- Plans for a 3S gondola servicing Dodger Stadium in Los Angeles move ahead.
- A new gondola system ridership record is set: 406,459 passengers in a single day.
- Killington joins the bubble club with Snowdon Six Express.
- Fatzer says it has donated more than 180 miles of wire rope leftover from ropeways to build 600 bridges in developing countries.
- Ramcharger 8 flies tomorrow at Big Sky Resort.
- Accidents knock two gondolas out of commission at the same Austrian ski resort in the span of a week. One due to a fire and the other a pileup of cabins. The latter one is already back in service.
- Doppelmayr USA taps former New York State Olympic Regional Development Authority head Ted Blazer to lead the company’s urban ropeway push.
- Copper Mountain hopes to have the new American Flyer bubble lift operational by Christmas.
- There might be some news regarding the shuttered Hermitage Club early next week.
- Big White’s Powder 2.0 opens today.
- So does the big Blackcomb Gondola.
- More than 150 guests are evacuated from the Blue chairlift at Mt. Hood Meadows after multiple systems fail.
- Peak Resorts releases quarterly financial results including strong season pass sales figures.
- Timerline Four Seasons Resort keeps pushing back its opening day, now scheduled for December 21st. Yesterday its managing partner was arrested and charged with failing to remit hotel taxes.
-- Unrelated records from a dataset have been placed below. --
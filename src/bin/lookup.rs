//! Lookup binary entry point.
//!
//! Looks papers up by `cord_uid` in a built corpus and prints their metadata,
//! text or embedding. Supports single lookups and an interactive REPL.
//!
//! # Examples
//!
//! Metadata and embedding summary:
//! ```bash
//! lookup --uid ug7v899j
//! ```
//!
//! Full text of a random paper:
//! ```bash
//! lookup --random --show full-text
//! ```
//!
//! Interactive mode:
//! ```bash
//! lookup --interactive
//! ```

use std::path::PathBuf;

use anyhow::{Context, Result};
use clap::{Parser, ValueEnum};
use comfy_table::{presets::UTF8_FULL, Attribute, Cell, Color, ContentArrangement, Table};
use cord19_papers::{
    BuildOptions, Corpus, CorpusError, CorpusLayout, Embedding, PaperRecord, Stopwatch, StoreError,
    DEFAULT_EMBEDDING_DIMENSION, DEFAULT_SHARD_COUNT,
};
use rand::Rng;
use rustyline::error::ReadlineError;
use rustyline::DefaultEditor;
use tracing::{debug, error, info};
use tracing_subscriber::{fmt, prelude::*, EnvFilter};

/// Number of embedding components shown in the table view
const EMBEDDING_PREVIEW: usize = 5;

/// Output format for a paper summary
#[derive(Debug, Clone, Copy, ValueEnum)]
enum OutputFormat {
    /// Human-friendly table
    Table,
    /// Machine-readable JSON format
    Json,
}

/// Raw content to print instead of the summary
#[derive(Debug, Clone, Copy, ValueEnum)]
enum ShowMode {
    /// Title and abstract
    Abstract,
    /// Body text of the best document parse
    Content,
    /// Title, abstract and body text
    FullText,
    /// The embedding as a JSON array
    Embedding,
}

/// Lookup CLI for reading papers out of a built corpus
#[derive(Parser, Debug)]
#[command(
    name = "lookup",
    version,
    about = "Look up CORD-19 papers and their embeddings by cord_uid",
    long_about = "Reads papers from the indexes built by the ingestion binary. Prints a summary \
                  (table or JSON) or the raw text or embedding of a paper.

EXAMPLES:
  Summary:
    lookup --uid ug7v899j

  JSON summary:
    lookup --uid ug7v899j --format json

  Full text of a random paper:
    lookup --random --show full-text

  Interactive mode:
    lookup --interactive"
)]
struct Args {
    /// Paper to look up
    #[arg(long, value_name = "UID", conflicts_with_all = ["random", "interactive"])]
    uid: Option<String>,

    /// Look up a random paper
    #[arg(long, conflicts_with = "interactive")]
    random: bool,

    /// Enable interactive REPL mode
    #[arg(long, short = 'i')]
    interactive: bool,

    /// Summary format
    #[arg(long, value_enum, default_value = "table")]
    format: OutputFormat,

    /// Print this content instead of the summary
    #[arg(long, value_enum)]
    show: Option<ShowMode>,

    /// Folder holding the downloaded CORD-19 releases
    #[arg(long, value_name = "DIR", default_value = "cord19_data")]
    data_folder: PathBuf,

    /// Release folder inside the data folder
    #[arg(long, value_name = "NAME", default_value = "2020-05-31")]
    dataset: String,

    /// Folder holding the built indexes and shards
    #[arg(long, value_name = "DIR", default_value = "project_data")]
    project_folder: PathBuf,

    /// Number of shards, used only if the indexes still need to be built
    #[arg(long, value_name = "N", default_value_t = DEFAULT_SHARD_COUNT)]
    shard_count: usize,

    /// Logging verbosity level
    #[arg(long, default_value = "warn", value_name = "LEVEL")]
    log_level: String,
}

/// Setup logging with the specified level
fn setup_logging(log_level: &str) {
    tracing_subscriber::registry()
        .with(fmt::layer().with_writer(std::io::stderr))
        .with(EnvFilter::try_from_default_env().unwrap_or_else(|_| EnvFilter::new(log_level)))
        .init();
}

/// Embedding of `cord_uid`, or `None` if the paper was never embedded
fn find_embedding(corpus: &mut Corpus, cord_uid: &str) -> Result<Option<Embedding>> {
    match corpus.embedding(cord_uid) {
        Ok(embedding) => Ok(Some(embedding)),
        Err(CorpusError::Store(StoreError::NotFound(_))) => Ok(None),
        Err(e) => Err(e).with_context(|| format!("Failed to load the embedding of {}", cord_uid)),
    }
}

fn truncate(text: &str, max_chars: usize) -> String {
    if text.chars().count() > max_chars {
        let kept: String = text.chars().take(max_chars.saturating_sub(3)).collect();
        format!("{}...", kept)
    } else {
        text.to_string()
    }
}

/// Format a paper summary as a two-column table
fn format_paper_table(paper: &PaperRecord, embedding: Option<&Embedding>) -> String {
    let mut table = Table::new();
    table
        .load_preset(UTF8_FULL)
        .set_content_arrangement(ContentArrangement::Dynamic);

    table.set_header(vec![
        Cell::new("Field").add_attribute(Attribute::Bold),
        Cell::new("Value").add_attribute(Attribute::Bold),
    ]);

    let documents = paper.document_files().count();
    let embedding_cell = match embedding {
        Some(embedding) => {
            let preview = embedding
                .iter()
                .take(EMBEDDING_PREVIEW)
                .map(|v| format!("{:.4}", v))
                .collect::<Vec<_>>()
                .join(", ");
            Cell::new(format!("{} dims [{}, ...]", embedding.len(), preview)).fg(Color::Green)
        }
        None => Cell::new("none").fg(Color::Red),
    };

    table.add_row(vec![Cell::new("cord_uid"), Cell::new(&paper.cord_uid)]);
    table.add_row(vec![Cell::new("Title"), Cell::new(&paper.title)]);
    table.add_row(vec![
        Cell::new("Authors"),
        Cell::new(truncate(&paper.authors.join("; "), 120)),
    ]);
    table.add_row(vec![Cell::new("Published"), Cell::new(&paper.publish_time)]);
    table.add_row(vec![Cell::new("Abstract"), Cell::new(truncate(&paper.abstract_text, 300))]);
    table.add_row(vec![Cell::new("Documents"), Cell::new(documents)]);
    table.add_row(vec![Cell::new("Embedding"), embedding_cell]);

    table.to_string()
}

/// Format a paper summary as JSON
fn format_paper_json(paper: &PaperRecord, embedding: Option<&Embedding>) -> Result<String> {
    let value = serde_json::json!({
        "paper": paper,
        "embedding": embedding,
    });
    serde_json::to_string_pretty(&value).with_context(|| "Failed to serialize paper to JSON")
}

/// Render `cord_uid` the way the current settings ask for
fn render_paper(
    corpus: &mut Corpus,
    cord_uid: &str,
    format: OutputFormat,
    show: Option<ShowMode>,
) -> Result<String> {
    debug!("Rendering paper {} (format={:?}, show={:?})", cord_uid, format, show);

    match show {
        Some(ShowMode::Abstract) => Ok(corpus.title_abstract(cord_uid)?),
        Some(ShowMode::Content) => Ok(corpus.content(cord_uid)?),
        Some(ShowMode::FullText) => Ok(corpus.full_text(cord_uid)?),
        Some(ShowMode::Embedding) => {
            let embedding = corpus.embedding(cord_uid)?;
            serde_json::to_string(&embedding).with_context(|| "Failed to serialize embedding")
        }
        None => {
            let embedding = find_embedding(corpus, cord_uid)?;
            let paper = corpus.paper(cord_uid)?;
            match format {
                OutputFormat::Table => Ok(format_paper_table(paper, embedding.as_ref())),
                OutputFormat::Json => format_paper_json(paper, embedding.as_ref()),
            }
        }
    }
}

/// Pick a random paper identifier
fn random_uid(corpus: &Corpus) -> Result<String> {
    let papers = corpus.papers();
    if papers.is_empty() {
        anyhow::bail!("The paper index is empty");
    }

    let position = rand::thread_rng().gen_range(0..papers.len());
    papers
        .get_index(position)
        .map(|paper| paper.cord_uid.clone())
        .with_context(|| format!("No paper at position {}", position))
}

fn print_help() {
    println!("Commands:");
    println!("  <uid>                 - Look up a paper");
    println!("  /random               - Look up a random paper");
    println!("  /show MODE            - Print abstract, content, full-text or embedding");
    println!("  /show summary         - Print the summary again");
    println!("  /format table         - Use table output format");
    println!("  /format json          - Use JSON output format");
    println!("  /help                 - Show this help");
    println!("  Ctrl+D or Ctrl+C      - Exit");
}

/// Look up one paper and print it, reporting failures without exiting
fn lookup_and_print(corpus: &mut Corpus, cord_uid: &str, format: OutputFormat, show: Option<ShowMode>) {
    let stopwatch = Stopwatch::new();
    match render_paper(corpus, cord_uid, format, show) {
        Ok(output) => {
            println!("{}", output);
            println!("\n[{}]", stopwatch.formatted_runtime());
        }
        Err(e) => eprintln!("Lookup failed: {:#}", e),
    }
}

/// Run interactive REPL mode
fn run_interactive(corpus: &mut Corpus, mut format: OutputFormat, mut show: Option<ShowMode>) -> Result<()> {
    println!("Interactive CORD-19 Lookup ({} papers)", corpus.papers().len());
    print_help();
    println!();

    let mut rl = DefaultEditor::new().with_context(|| "Failed to create readline editor")?;

    loop {
        match rl.readline("Lookup> ") {
            Ok(line) => {
                let line = line.trim();
                if line.is_empty() {
                    continue;
                }

                rl.add_history_entry(line).ok(); // Ignore errors from adding to history

                if !line.starts_with('/') {
                    lookup_and_print(corpus, line, format, show);
                    continue;
                }

                let parts: Vec<&str> = line.split_whitespace().collect();
                match parts[0] {
                    "/help" => print_help(),
                    "/random" => match random_uid(corpus) {
                        Ok(cord_uid) => {
                            println!("Paper <{}>", cord_uid);
                            lookup_and_print(corpus, &cord_uid, format, show);
                        }
                        Err(e) => eprintln!("{}", e),
                    },
                    "/show" => {
                        if parts.len() != 2 {
                            eprintln!("Usage: /show [abstract|content|full-text|embedding|summary]");
                            continue;
                        }
                        if parts[1] == "summary" {
                            show = None;
                            println!("Showing the paper summary");
                            continue;
                        }
                        match ShowMode::from_str(parts[1], true) {
                            Ok(mode) => {
                                show = Some(mode);
                                println!("Showing {:?}", mode);
                            }
                            Err(_) => eprintln!("Invalid mode: {}", parts[1]),
                        }
                    }
                    "/format" => {
                        if parts.len() != 2 {
                            eprintln!("Usage: /format [table|json]");
                            continue;
                        }
                        match OutputFormat::from_str(parts[1], true) {
                            Ok(new_format) => {
                                format = new_format;
                                println!("Set output format to {:?}", format);
                            }
                            Err(_) => eprintln!("Invalid format: must be 'table' or 'json'"),
                        }
                    }
                    _ => eprintln!("Unknown command: {}. Type /help for available commands.", parts[0]),
                }
            }
            Err(ReadlineError::Interrupted) | Err(ReadlineError::Eof) => {
                println!("Goodbye!");
                break;
            }
            Err(err) => {
                error!("Error reading input: {}", err);
                break;
            }
        }
    }

    Ok(())
}

fn main() -> Result<()> {
    let args = Args::parse();

    setup_logging(&args.log_level);

    if !args.interactive && !args.random && args.uid.is_none() {
        anyhow::bail!(
            "One of --uid, --random or --interactive must be specified.\n\
             Use --help for usage information."
        );
    }

    let layout = CorpusLayout {
        cord19_data_folder: args.data_folder.clone(),
        current_dataset: args.dataset.clone(),
        project_data_folder: args.project_folder.clone(),
        ..CorpusLayout::default()
    };
    let options = BuildOptions {
        shard_count: args.shard_count,
        expected_dimension: Some(DEFAULT_EMBEDDING_DIMENSION),
    };

    let stopwatch = Stopwatch::new();
    info!("Loading the CORD-19 indexes from {:?}", layout.project_data_folder);
    let mut corpus = Corpus::open(layout, options).with_context(|| {
        "Failed to open the CORD-19 corpus.\n\
         Run the ingestion binary first to build the indexes."
    })?;
    info!(
        "Loaded {} papers in {}",
        corpus.papers().len(),
        stopwatch.formatted_runtime()
    );

    if args.interactive {
        return run_interactive(&mut corpus, args.format, args.show);
    }

    let cord_uid = match args.uid {
        Some(cord_uid) => cord_uid,
        None => random_uid(&corpus)?,
    };

    let output = render_paper(&mut corpus, &cord_uid, args.format, args.show)?;
    println!("{}", output);

    Ok(())
}
//! Embedding lookup over the sharded store.
//!
//! [`EmbeddingStore`] owns the shard index and the single-slot shard cache and
//! answers "what is the embedding of this paper?" by resolving the paper's
//! shard, fetching that shard through the cache, and reading the vector out of
//! it.
//!
//! # Usage
//!
//! ```no_run
//! use std::fs::File;
//! use cord19_papers::{BuildOptions, EmbeddingStore};
//! use cord19_papers::storage::json::JsonShardStorage;
//!
//! # fn main() -> Result<(), Box<dyn std::error::Error>> {
//! let storage = JsonShardStorage::new("project_data/embedding_dicts", "project_data/embeddings_index.json");
//! storage.ensure_dirs()?;
//!
//! // Builds on the first run, loads the persisted index afterwards.
//! let mut store = EmbeddingStore::open_or_build(storage, 128_492, &BuildOptions::default(), || {
//!     File::open("cord_19_embeddings.csv")
//! })?;
//!
//! let embedding = store.embedding_for("ug7v899j")?;
//! assert_eq!(embedding.len(), 768);
//! # Ok(())
//! # }
//! ```

use std::io::{self, Read};

use thiserror::Error;
use tracing::info;

use crate::models::{BuildOptions, Embedding};
use crate::shard::{BuildStats, ShardCache, ShardIndex, ShardName, ShardWriter};
use crate::storage::{ShardStorage, StorageError};

/// Errors that can occur while building or querying the embedding store.
#[derive(Debug, Error)]
pub enum StoreError {
    /// The identifier has no entry in the shard index
    #[error("No embedding indexed for paper: {0}")]
    NotFound(String),

    /// The index points at a shard that does not hold the identifier. This
    /// means the shards and the index on disk disagree.
    #[error("Paper {id} is indexed in {shard} but missing from that shard")]
    InconsistentShard { id: String, shard: ShardName },

    /// A source row could not be turned into an embedding
    #[error("Malformed embeddings row {record}: {message}")]
    MalformedInput { record: usize, message: String },

    /// Build options that cannot produce a store
    #[error("Invalid build options: {0}")]
    InvalidOptions(String),

    /// Reading or writing a shard or the index failed
    #[error(transparent)]
    Storage(#[from] StorageError),
}

/// Result type for store operations.
pub type StoreResult<T> = Result<T, StoreError>;

/// Identifier -> embedding lookup backed by shards.
///
/// The store exclusively owns its index and its cache slot. Lookups take
/// `&mut self` because a lookup may replace the cached shard; hosts that need
/// to share a store across threads must wrap it in a lock.
pub struct EmbeddingStore<S: ShardStorage> {
    index: ShardIndex,
    cache: ShardCache<S>,
}

impl<S: ShardStorage> EmbeddingStore<S> {
    /// Create a store from an index and the storage holding its shards.
    pub fn new(index: ShardIndex, storage: S) -> Self {
        Self {
            index,
            cache: ShardCache::new(storage),
        }
    }

    /// Open a store from a previously persisted index.
    ///
    /// # Returns
    /// `None` if the storage holds no index yet
    ///
    /// # Errors
    /// Returns `StoreError::Storage` if the index exists but cannot be read
    pub fn open(storage: S) -> StoreResult<Option<Self>> {
        Ok(storage
            .read_index()?
            .map(|index| Self::new(index, storage)))
    }

    /// Build the shards from `source`, then persist the index.
    ///
    /// The index is written only after the last shard, so an interrupted
    /// build never leaves a loadable index behind.
    ///
    /// # Arguments
    /// * `storage` - Destination of the shards and the index
    /// * `source` - The embeddings CSV
    /// * `total` - Number of papers the shards are sized for
    /// * `options` - Shard count and expected dimension
    /// * `on_shard` - Progress callback, called after each shard is written
    pub fn build<R, F>(
        storage: S,
        source: R,
        total: usize,
        options: &BuildOptions,
        on_shard: F,
    ) -> StoreResult<(Self, BuildStats)>
    where
        R: Read,
        F: FnMut(&BuildStats),
    {
        let build = ShardWriter::new(&storage, total, options)?.write_with_progress(source, on_shard)?;
        storage.write_index(&build.index)?;
        info!(entries = build.index.len(), "shard index persisted");

        Ok((Self::new(build.index, storage), build.stats))
    }

    /// Load the persisted index, or build everything if there is none.
    ///
    /// `source` is only opened when a build is needed. Running this again on
    /// a built store does not touch the shards.
    pub fn open_or_build<R, F>(
        storage: S,
        total: usize,
        options: &BuildOptions,
        source: F,
    ) -> StoreResult<Self>
    where
        R: Read,
        F: FnOnce() -> io::Result<R>,
    {
        Self::open_or_build_with_progress(storage, total, options, source, |_| {})
            .map(|(store, _)| store)
    }

    /// Like [`open_or_build`](Self::open_or_build), reporting build progress.
    ///
    /// # Returns
    /// The store, plus the build statistics when a build actually ran
    pub fn open_or_build_with_progress<R, F, P>(
        storage: S,
        total: usize,
        options: &BuildOptions,
        source: F,
        on_shard: P,
    ) -> StoreResult<(Self, Option<BuildStats>)>
    where
        R: Read,
        F: FnOnce() -> io::Result<R>,
        P: FnMut(&BuildStats),
    {
        if let Some(index) = storage.read_index()? {
            info!(entries = index.len(), "loaded shard index");
            return Ok((Self::new(index, storage), None));
        }

        info!(total, shard_count = options.shard_count, "no shard index found, building");
        let source = source().map_err(|e| StorageError::io("<embeddings source>", e))?;
        let (store, stats) = Self::build(storage, source, total, options, on_shard)?;
        Ok((store, Some(stats)))
    }

    /// The shard index.
    pub fn index(&self) -> &ShardIndex {
        &self.index
    }

    /// Find the shard holding `cord_uid`.
    ///
    /// # Errors
    /// Returns `StoreError::NotFound` if the identifier is not indexed
    pub fn resolve(&self, cord_uid: &str) -> StoreResult<ShardName> {
        self.index.resolve(cord_uid)
    }

    /// Get the embedding of `cord_uid`.
    ///
    /// Loads the paper's shard only if it is not the one already cached.
    ///
    /// # Errors
    /// - `StoreError::NotFound` if the identifier is not indexed
    /// - `StoreError::Storage` if the shard file is missing or corrupt
    /// - `StoreError::InconsistentShard` if the shard lacks the identifier
    pub fn embedding_for(&mut self, cord_uid: &str) -> StoreResult<Embedding> {
        let shard_name = self.index.resolve(cord_uid)?;
        let shard = self.cache.get(shard_name)?;

        shard
            .get(cord_uid)
            .cloned()
            .ok_or_else(|| StoreError::InconsistentShard {
                id: cord_uid.to_string(),
                shard: shard_name,
            })
    }

    /// Iterate over every indexed paper's embedding, in index order.
    ///
    /// Each call starts a fresh traversal. Consecutive papers share a shard,
    /// so each shard file is loaded at most once per traversal.
    pub fn embeddings(&mut self) -> Embeddings<'_, S> {
        Embeddings {
            store: self,
            position: 0,
        }
    }

    /// Number of shard files loaded so far.
    pub fn shard_loads(&self) -> usize {
        self.cache.loads()
    }

    /// Shard currently held in memory.
    pub fn cached_shard(&self) -> Option<ShardName> {
        self.cache.cached()
    }
}

/// Lazy traversal of the store in index order.
///
/// Yields `(cord_uid, embedding)` pairs. An error is yielded in place of the
/// entry that caused it; iteration can continue past it.
pub struct Embeddings<'a, S: ShardStorage> {
    store: &'a mut EmbeddingStore<S>,
    position: usize,
}

impl<S: ShardStorage> Iterator for Embeddings<'_, S> {
    type Item = StoreResult<(String, Embedding)>;

    fn next(&mut self) -> Option<Self::Item> {
        let cord_uid = self.store.index.id_at(self.position)?.to_string();
        self.position += 1;

        Some(
            self.store
                .embedding_for(&cord_uid)
                .map(|embedding| (cord_uid, embedding)),
        )
    }

    fn size_hint(&self) -> (usize, Option<usize>) {
        let remaining = self.store.index.len().saturating_sub(self.position);
        (remaining, Some(remaining))
    }
}

impl<S: ShardStorage> ExactSizeIterator for Embeddings<'_, S> {}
- Work carriers are spotted traversing Walt Disney World.
- The Forest Service tentatively approves Vail’s Golden Peak T-Bar project.
- US Representative from New York Patrick Maloney dreams up a gondola across the Hudson.
- Red Mountain seeks approval to build the Topping Creek lift.
- Apple Mountain, Michigan is no longer a ski area.
- The first rope evac of the season goes to Super Bee at Copper.
- Gore Mountain solicits bids to replace Sunway and High Peaks with fixed grip quads. That brings the Olympic Regional Development Authority to five potential lift projects for 2019!
- The Aspen City Council considers Aspen Mountain’s Telemix project again.
- The Jackson Town Council rejects Snow King Mountain’s proposed gondola alignment.
- Doppelmayr apologizes for a delay completing the new Blackcomb Gondola. The new Catskinner and Emerald Express lifts open Thursday and the gondola will be finished by December 14th.
- Calgary voters say no to hosting the 2026 Olympic Winter Games.
- The world’s largest urban gondola network now transports 250,000 passengers every weekday with the most popular line doing a million passengers every 19 days.
- Alterra’s Ikon Pass now includes three resorts in New Zealand; Vail adds Les 3 Vallées, France and Skirama Dolomiti in Italy to the Epic Pass.
- Following a lift failure and other struggles, the owners of Timberline, West Virginia seek to recapitalize and restructure the business.
- Remember Gudauri, the Georgian ski resort which made global headlines last winter? It’s fixing the quad that rolled back and adding six more lifts.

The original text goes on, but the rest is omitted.